China Life is in discussions to issue more overseas mandates this year, the insurance company’s president said.
The largest Chinese life insurer also plans to increase its exposure to overseas investments, which the firm said was important given China’s slowing growth.
The insurer will also follow the Chinese insurance industry trend of investing more in alternatives, including private equity.
Announcing its annual results this week, China Life said its investment portfolio grew by 13.6% last year to Rmb 2.1 trillion ($338 billion), up from Rmb1.85 trillion in 2013. The portfolio generated returns of 5.36% in 2014, slightly lower than the industry’s average investment returns of 6.3% last year, according to the China Insurance Regulatory Commission (CIRC).
The company said its portfolio had been adopting market-oriented entrusted investments in domestic and overseas markets, and diversified investment styles and strategies. Last year the firm outsourced 15 domestic and eight overseas mandates.
Asked by AsianInvestor whether China Life will outsource more overseas mandates this year, the firm’s president Lin Dairen said: “We are in discussions [with overseas institutions] and are studying [overseas exposure], but we cannot confirm that we will complete [the issuance of more mandates] this year.
“The regulator is relaxing the rules, and we hope to boost our investment return based on the needs of asset allocation, so different types of overseas financial assets are being considered.”
In January, the Beijing-based insurer issued three global equities mandates and five multi-asset mandates worth a total of $800 million. Market observers such as Shanghai-based Z-Ben Advisors expected the move to be the start of a trend, with other insurers following suit.
China United Property Insurance Company, the insurance arm of stated-owned China Orient Asset Management Corporation, received approval from the CIRC to invest overseas, according to an announcement by the regulator on March 12. China United has given the mandates to Taikang Asset Management Company, JP Morgan Funds (Asia) and Invesco Hong Kong.
Yang Zheng, China Life vice-president, said: “Overseas exposure is important amid China’s growth slowing down. We find some overseas markets can provide value, so we plan to continuously increase our overseas allocation.”
Last year, China Life followed the industry trend by increasing its allocation to private equity and alternative fixed-income instruments. The insurer allocated 8.28% to alternative fixed-income products, up from 6.76% in 2013. Such assets included infrastructure, real estate-backed products, and non-standard assets such as trust schemes and policy loans.

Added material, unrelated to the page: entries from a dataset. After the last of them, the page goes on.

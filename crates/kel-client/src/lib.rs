//! # kel-client
//!
//! One persistent WebSocket bridge to the local agent, multiplexing the
//! WSJT-X and Hamlib protocols over a single connection.
//!
//! [`KelClient::start`] spawns two tasks: a transport that owns the socket
//! and redials on a fixed delay after any drop, and a router that fans
//! inbound frames out onto typed per-protocol channels. [`WsjtxHandle`]
//! and [`HamlibHandle`] are the consumer surface; both are cheap clones
//! backed by the same bridge.

#![deny(unsafe_code)]

pub mod config;
pub mod error;
pub mod hamlib;
mod router;
mod transport;
pub mod wsjtx;

pub use config::{ClientConfig, RECONNECT_DELAY, SILENCE_TIMEOUT};
pub use error::{ClientError, Result};
pub use hamlib::HamlibHandle;
pub use wsjtx::{ClearWindow, ConfigureParams, DEFAULT_WSJTX_ID, WsjtxHandle};

use tokio::sync::{mpsc, watch};
use tokio::task::JoinHandle;
use tokio_util::sync::CancellationToken;
use tracing::warn;

use crate::router::{HamlibChannel, RouterTask, WsjtxChannel, run_router};
use crate::transport::{Control, TransportTask, run_transport};

/// Handle to a running bridge.
///
/// Dropping it tears the bridge down; [`KelClient::shutdown`] does the
/// same but waits for the tasks to finish and closes the socket cleanly.
pub struct KelClient {
    connected: watch::Receiver<bool>,
    wsjtx: WsjtxHandle,
    hamlib: HamlibHandle,
    ctl: mpsc::Sender<Control>,
    cancel: CancellationToken,
    transport: JoinHandle<()>,
    router: JoinHandle<()>,
}

impl KelClient {
    /// Spawns the bridge tasks and dials the configured agent. Must be
    /// called from within a Tokio runtime.
    #[must_use]
    pub fn start(config: ClientConfig) -> Self {
        let (ctl_tx, ctl_rx) = mpsc::channel(8);
        let (outbound_tx, outbound_rx) = mpsc::channel(64);
        let (frame_tx, frame_rx) = mpsc::channel(64);
        let (connected_tx, connected_rx) = watch::channel(false);
        let cancel = CancellationToken::new();

        let (wsjtx_channel, wsjtx) = WsjtxChannel::new(config.event_capacity, outbound_tx);
        let (hamlib_channel, hamlib) = HamlibChannel::new();

        let transport = tokio::spawn(run_transport(TransportTask {
            ctl: ctl_rx,
            outbound: outbound_rx,
            frames: frame_tx,
            connected: connected_tx,
            reconnect_delay: config.reconnect_delay,
            cancel: cancel.clone(),
        }));
        let router = tokio::spawn(run_router(RouterTask {
            frames: frame_rx,
            wsjtx: wsjtx_channel,
            hamlib: hamlib_channel,
            silence_timeout: config.silence_timeout,
            cancel: cancel.clone(),
        }));

        let client = Self {
            connected: connected_rx,
            wsjtx,
            hamlib,
            ctl: ctl_tx,
            cancel,
            transport,
            router,
        };
        client.connect(&config.host, config.port);
        client
    }

    /// Dial a different agent, replacing any current connection.
    pub fn connect(&self, host: &str, port: u16) {
        let msg = Control::Connect {
            host: host.to_owned(),
            port,
        };
        if self.ctl.try_send(msg).is_err() {
            warn!(%host, port, "connect request dropped");
        }
    }

    /// Watch the transport's connected flag. Optimistically true while a
    /// requested dial is in flight; corrected when the dial fails.
    #[must_use]
    pub fn connected(&self) -> watch::Receiver<bool> {
        self.connected.clone()
    }

    /// Whether the transport currently believes it is connected.
    #[must_use]
    pub fn is_connected(&self) -> bool {
        *self.connected.borrow()
    }

    /// Handle for the WSJT-X protocol.
    #[must_use]
    pub fn wsjtx(&self) -> WsjtxHandle {
        self.wsjtx.clone()
    }

    /// Handle for the Hamlib protocol.
    #[must_use]
    pub fn hamlib(&self) -> HamlibHandle {
        self.hamlib.clone()
    }

    /// Closes the connection and waits for both bridge tasks to finish.
    pub async fn shutdown(self) {
        self.cancel.cancel();
        let _ = self.transport.await;
        let _ = self.router.await;
    }
}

Among its equity investments, China Life more than trebled (254%) its allocation in what it calls 'other equity investments' to Rmb57.5 billion, up from Rmb16.2 billion in 2013, representing 2.73% of its portfolio. The insurer has given a mandate of Rmb150 billion to China Life Investment (CLI), a wholly-owned subsidiary of China Life group, for domestic alternatives - largely private equity. The mandate started on January 1 this year, as reported.
“We will not hugely reduce our fixed income allocation given our background as a life insurer [because of a need to match liabilities], but we will attempt to invest in alternative fixed income instruments amid China’s rate cutting environment,” said Yang.
“The other [alternative] equity investments allocation is small in terms of its percentage. But we aim to adjust our investment allocation following China’s policies in economic structural changes - for example, investing in emerging industries and the public-private partnership (PPP) projects which have been encouraged by the State Council,” added Yang.
China Life also increased its exposure to domestic A shares in the second half of last year, but Yang stressed that it was a short-term, temporary allocation. “As to whether to further increase such exposure, we need more analysis since it is a very volatile market,” said Yang.